Do Economies Have to Boom for Migration to Happen?

Once countries started recovering from the devastation of WWII, economies needed to be rebuilt. The USSR had built its command economy around the idea of high levels of extensive growth achieved by a division of labor between countries in Eastern Europe (Comecon) and industrialization. This depended on large amounts of labor as extensive growth meant optimizing efficiency through maximizing manpower to produce more raw materials.

In comparison, Western Europe had built its economy around intensive growth or being able to use resources more efficiently. The similarity between the two economies is that it was largely dependent on labor.

To do this, Western Europe had been incentivizing labor migration from countries like Turkey, Spain, Yugoslavia, and Italy to help stimulate their economies and advance industrial production. In comparison the USSR chose to advance industrial capacity from its own labor base, incentivizing women to join the workforce and rural to urban migration. Both systems stimulated large amounts of economic growth in both regions.

Images of the Soviet Union
Women working a seven-hour shift on the assembly line, build tractors in a highly automated factory. Over 60,000 tractors are produced by this small plant every year. (circa 1950s)

In 1973 the world went through its first oil shock. Through the Arab embargo, there was a 5% production decrease every month by oil-producing Middle Eastern Countries as well as a price increase from $3 dollars per barrel (dpb) to $12 dpb.

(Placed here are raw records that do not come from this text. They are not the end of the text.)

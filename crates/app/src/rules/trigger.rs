//! Triggers and the registry that holds them while they are live.

use std::sync::{Arc, Mutex, PoisonError, RwLock, Weak};

use devrules_domain::device::Method;
use devrules_domain::error::EvaluationError;
use devrules_domain::event::{TriggerFired, TriggerPayload};
use devrules_domain::id::{DeviceId, TriggerId};
use devrules_domain::rule::{
    DeviceTriggerParams, RuleKind, SensorHysteresis, SensorTriggerParams, Transition, TriggerState,
};
use devrules_domain::sensor::SensorReading;

use crate::ports::TriggerPublisher;

/// The device and sensor trigger sets.
///
/// Dispatch iterates over snapshots, so triggers may be added or closed
/// while an unrelated dispatch is running.
#[derive(Debug, Default)]
pub(crate) struct TriggerRegistry {
    device: RwLock<Vec<Arc<DeviceTrigger>>>,
    sensor: RwLock<Vec<Arc<SensorTrigger>>>,
}

impl TriggerRegistry {
    pub(crate) fn insert(&self, trigger: &Trigger) {
        match trigger {
            Trigger::Device(t) => write(&self.device).push(Arc::clone(t)),
            Trigger::Sensor(t) => write(&self.sensor).push(Arc::clone(t)),
        }
    }

    /// Remove the trigger from whichever set holds it.
    pub(crate) fn remove(&self, id: TriggerId) -> bool {
        let mut device = write(&self.device);
        if let Some(pos) = device.iter().position(|t| t.id == id) {
            device.remove(pos);
            return true;
        }
        drop(device);

        let mut sensor = write(&self.sensor);
        if let Some(pos) = sensor.iter().position(|t| t.id == id) {
            sensor.remove(pos);
            return true;
        }
        false
    }

    pub(crate) fn clear(&self) {
        write(&self.device).clear();
        write(&self.sensor).clear();
    }

    pub(crate) fn device_triggers(&self) -> Vec<Arc<DeviceTrigger>> {
        read(&self.device).clone()
    }

    pub(crate) fn sensor_triggers(&self) -> Vec<Arc<SensorTrigger>> {
        read(&self.sensor).clone()
    }

    pub(crate) fn device_len(&self) -> usize {
        read(&self.device).len()
    }

    pub(crate) fn sensor_len(&self) -> usize {
        read(&self.sensor).len()
    }
}

fn read<T>(lock: &RwLock<T>) -> std::sync::RwLockReadGuard<'_, T> {
    lock.read().unwrap_or_else(PoisonError::into_inner)
}

fn write<T>(lock: &RwLock<T>) -> std::sync::RwLockWriteGuard<'_, T> {
    lock.write().unwrap_or_else(PoisonError::into_inner)
}

/// Fires when a device executes a given method.
#[derive(Debug)]
pub struct DeviceTrigger {
    id: TriggerId,
    params: DeviceTriggerParams,
    registry: Weak<TriggerRegistry>,
}

impl DeviceTrigger {
    pub(crate) fn new(params: DeviceTriggerParams, registry: Weak<TriggerRegistry>) -> Self {
        Self {
            id: TriggerId::new(),
            params,
            registry,
        }
    }

    #[must_use]
    pub fn id(&self) -> TriggerId {
        self.id
    }

    #[must_use]
    pub fn params(&self) -> &DeviceTriggerParams {
        &self.params
    }

    pub(crate) fn fire<P: TriggerPublisher>(&self, publisher: &P, method: Method) {
        tracing::debug!(
            trigger = %self.id,
            device = %self.params.device_id,
            %method,
            "device trigger fired"
        );
        publisher.publish(TriggerFired::new(
            self.id,
            TriggerPayload::Device {
                client_device_id: self.params.device_id,
                method,
            },
        ));
    }
}

/// Fires when a sensor reading crosses a threshold, with hysteresis.
#[derive(Debug)]
pub struct SensorTrigger {
    id: TriggerId,
    sensor_id: DeviceId,
    hysteresis: Mutex<SensorHysteresis>,
    registry: Weak<TriggerRegistry>,
}

impl SensorTrigger {
    pub(crate) fn new(params: SensorTriggerParams, registry: Weak<TriggerRegistry>) -> Self {
        Self {
            id: TriggerId::new(),
            sensor_id: params.sensor_id,
            hysteresis: Mutex::new(SensorHysteresis::new(params)),
            registry,
        }
    }

    #[must_use]
    pub fn id(&self) -> TriggerId {
        self.id
    }

    #[must_use]
    pub fn sensor_id(&self) -> DeviceId {
        self.sensor_id
    }

    #[must_use]
    pub fn params(&self) -> SensorTriggerParams {
        *self.lock().params()
    }

    #[must_use]
    pub fn state(&self) -> TriggerState {
        self.lock().state()
    }

    /// Feed one reading. Evaluation errors are logged and end as "no fire".
    pub(crate) fn on_sensor_update<P: TriggerPublisher>(
        &self,
        reading: &SensorReading,
        publisher: &P,
    ) {
        match self.process(reading) {
            Ok(Transition::Fired) => {
                tracing::debug!(
                    trigger = %self.id,
                    sensor = %self.sensor_id,
                    value = reading.value,
                    "sensor trigger fired"
                );
                publisher.publish(TriggerFired::new(
                    self.id,
                    TriggerPayload::Sensor {
                        client_sensor_id: self.sensor_id,
                        value: reading.value,
                        value_type: reading.value_type,
                        scale: reading.scale,
                    },
                ));
            }
            Ok(transition) => {
                tracing::trace!(trigger = %self.id, ?transition, "sensor update processed");
            }
            Err(err) => {
                tracing::warn!(trigger = %self.id, %err, "sensor update ignored");
            }
        }
    }

    fn process(&self, reading: &SensorReading) -> Result<Transition, EvaluationError> {
        self.lock().process(reading)
    }

    fn lock(&self) -> std::sync::MutexGuard<'_, SensorHysteresis> {
        self.hysteresis
            .lock()
            .unwrap_or_else(PoisonError::into_inner)
    }
}

/// A live trigger returned by the factory.
#[derive(Debug, Clone)]
pub enum Trigger {
    Device(Arc<DeviceTrigger>),
    Sensor(Arc<SensorTrigger>),
}

impl Trigger {
    #[must_use]
    pub fn id(&self) -> TriggerId {
        match self {
            Self::Device(t) => t.id,
            Self::Sensor(t) => t.id,
        }
    }

    #[must_use]
    pub fn kind(&self) -> RuleKind {
        match self {
            Self::Device(_) => RuleKind::Device,
            Self::Sensor(_) => RuleKind::Sensor,
        }
    }

    /// Unregister the trigger. Closing twice, or after the factory was
    /// cleared or dropped, does nothing.
    pub fn close(&self) {
        let registry = match self {
            Self::Device(t) => &t.registry,
            Self::Sensor(t) => &t.registry,
        };
        if let Some(registry) = registry.upgrade() {
            registry.remove(self.id());
        }
    }
}

#[cfg(test)]
mod tests {
    use super::*;
    use devrules_domain::rule::ParamBuilder;
    use crate::testing::SpyPublisher;
    use devrules_domain::compare::Edge;
    use devrules_domain::sensor::{Scale, ValueType};

    fn registry() -> Arc<TriggerRegistry> {
        Arc::new(TriggerRegistry::default())
    }

    fn device_trigger(registry: &Arc<TriggerRegistry>) -> Trigger {
        let params = DeviceTriggerParams::builder()
            .device_id(DeviceId::new(1))
            .method(Method::TURN_ON)
            .build();
        let trigger = Trigger::Device(Arc::new(DeviceTrigger::new(
            params,
            Arc::downgrade(registry),
        )));
        registry.insert(&trigger);
        trigger
    }

    #[test]
    fn should_remove_trigger_on_close() {
        let registry = registry();
        let trigger = device_trigger(&registry);
        assert_eq!(registry.device_len(), 1);

        trigger.close();
        assert_eq!(registry.device_len(), 0);
    }

    #[test]
    fn should_tolerate_closing_twice() {
        let registry = registry();
        let trigger = device_trigger(&registry);
        let other = device_trigger(&registry);

        trigger.close();
        trigger.close();
        assert_eq!(registry.device_len(), 1);
        assert_eq!(registry.device_triggers()[0].id(), other.id());
    }

    #[test]
    fn should_tolerate_closing_after_registry_dropped() {
        let registry = registry();
        let trigger = device_trigger(&registry);
        drop(registry);
        trigger.close();
    }

    #[test]
    fn should_keep_snapshot_stable_while_trigger_closes() {
        let registry = registry();
        let trigger = device_trigger(&registry);
        let snapshot = registry.device_triggers();

        trigger.close();
        assert_eq!(snapshot.len(), 1);
        assert_eq!(registry.device_len(), 0);
    }

    #[test]
    fn should_publish_sensor_payload_when_fired() {
        let registry = registry();
        let params = SensorTriggerParams::builder()
            .sensor_id(DeviceId::new(7))
            .value_type(ValueType::Watt)
            .scale(Scale::new(2))
            .threshold(100.0)
            .edge(Edge::Greater)
            .build();
        let trigger = SensorTrigger::new(params, Arc::downgrade(&registry));
        let publisher = SpyPublisher::default();

        for value in [50.0, 150.0] {
            let reading = SensorReading {
                value_type: ValueType::Watt,
                value,
                scale: Scale::new(2),
            };
            trigger.on_sensor_update(&reading, &publisher);
        }

        let events = publisher.events();
        assert_eq!(events.len(), 1);
        assert_eq!(events[0].trigger_id, trigger.id());
        assert_eq!(
            events[0].payload,
            TriggerPayload::Sensor {
                client_sensor_id: DeviceId::new(7),
                value: 150.0,
                value_type: ValueType::Watt,
                scale: Scale::new(2),
            }
        );
    }

    #[test]
    fn should_swallow_evaluation_error_without_firing() {
        let registry = registry();
        let params = SensorTriggerParams::builder()
            .sensor_id(DeviceId::new(7))
            .value_type(ValueType::Watt)
            .scale(Scale::new(0))
            .build();
        let trigger = SensorTrigger::new(params, Arc::downgrade(&registry));
        let publisher = SpyPublisher::default();

        let reading = SensorReading {
            value_type: ValueType::Watt,
            value: 10.0,
            scale: Scale::new(0),
        };
        trigger.on_sensor_update(&reading, &publisher);
        trigger.on_sensor_update(&reading, &publisher);

        assert!(publisher.events().is_empty());
        assert_eq!(trigger.state(), TriggerState::Idle);
    }
}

This sent most countries around the world into a panic due to the fact that oil to most countries was essential for day to day life. It was a part of foreign policy, influenced inflation, trade, politics, transportation, defense, and more. This oil shock pushed many countries into recessions and stagflation skyrocketed including most of Western Europe and the United States.

Although the economy of the USSR was starting to stagnate, The USSR wasn’t affected by the 1973 Oil Shock like most of the world due to its position at the time as a high oil-producing country. During the oil crisis, it continued to export oil to countries in the Eastern Bloc and other communist countries, exporting as much as 2.3 million barrels a day.

Even though the 1973 Oil Shock sent Western Europe into a recession, which had high levels of unemployment, migration didn’t stop. The formal process of recruiting migrant labor declined, but many foreign workers choose to stay which led to family reunion and overall growth of permanent migration.

Throughout the 1970s the USSR was also actively recruiting large numbers of temporary workers from other communist countries such as Bulgaria, North Korea, and Vietnam to work throughout the country. There was migration from inside the Eastern Bloc as well, the USSR received an influx of migrants from countries in 1975 in the Eastern Bloc that increased the population by 2.5 million (DeHaas p 126). These migrants were largely sent to West Siberia to work in the oil and gas fields.

Even though Western Europe went through a major recession, this created the dual labor market which stimulated a renewed labor immigration to Europe in the mid-1980s. Parallelly despite the stagflation of the economy of the USSR, migration continued to happen at a large rate. This goes to show that despite the belief that booming economies encourage migration, through a reliance on a guest worker’s economy migration happens even through economic downturns and even recessions.

Sources:

Carlson, Sevinc. “RESPONSES TO THE OIL CRISIS: THE U.S.S.R. AND SELECTED ASIAN COUNTRIES.” The Journal of Energy and Development, vol. 1, no. 1, 1975, pp. 84–92. JSTOR, www.jstor.org/stable/24806781. Accessed 14 Sept. 2020.

DeHaas, Labor and Migration, 2020

Yergin, Daniel. The prize: the epic quest for oil, money, and power. 1993

2 thoughts on “Do Economies Have to Boom for Migration to Happen?

  1. Hi Cat, I thoroughly enjoyed reading your blog post, and especially appreciated the photos you included. The question you asked was very interesting. I wonder if *when* migratory flows begin can be factored into this argument. The programs which brought workers into places like Germany began after WW2. Perhaps the reason why migratory flows continued into the ’80s had less to do with the economy and more to do with families and friends encouraging more migrants to move. Just a thought. Don’t know whether it makes much sense.

  2. Your core question is one of the reasons that economists studying migration were ultimately forced to abandon a simple ‘push-pull’ model that was based on everyone trying to meet their economic needs. We will be reading about cumulative causation–factors like expanded knowledge about migration possibilities, family reunification, migrant networks–that stimulate migration seemingly regardless of whether an economy is booming or in recession.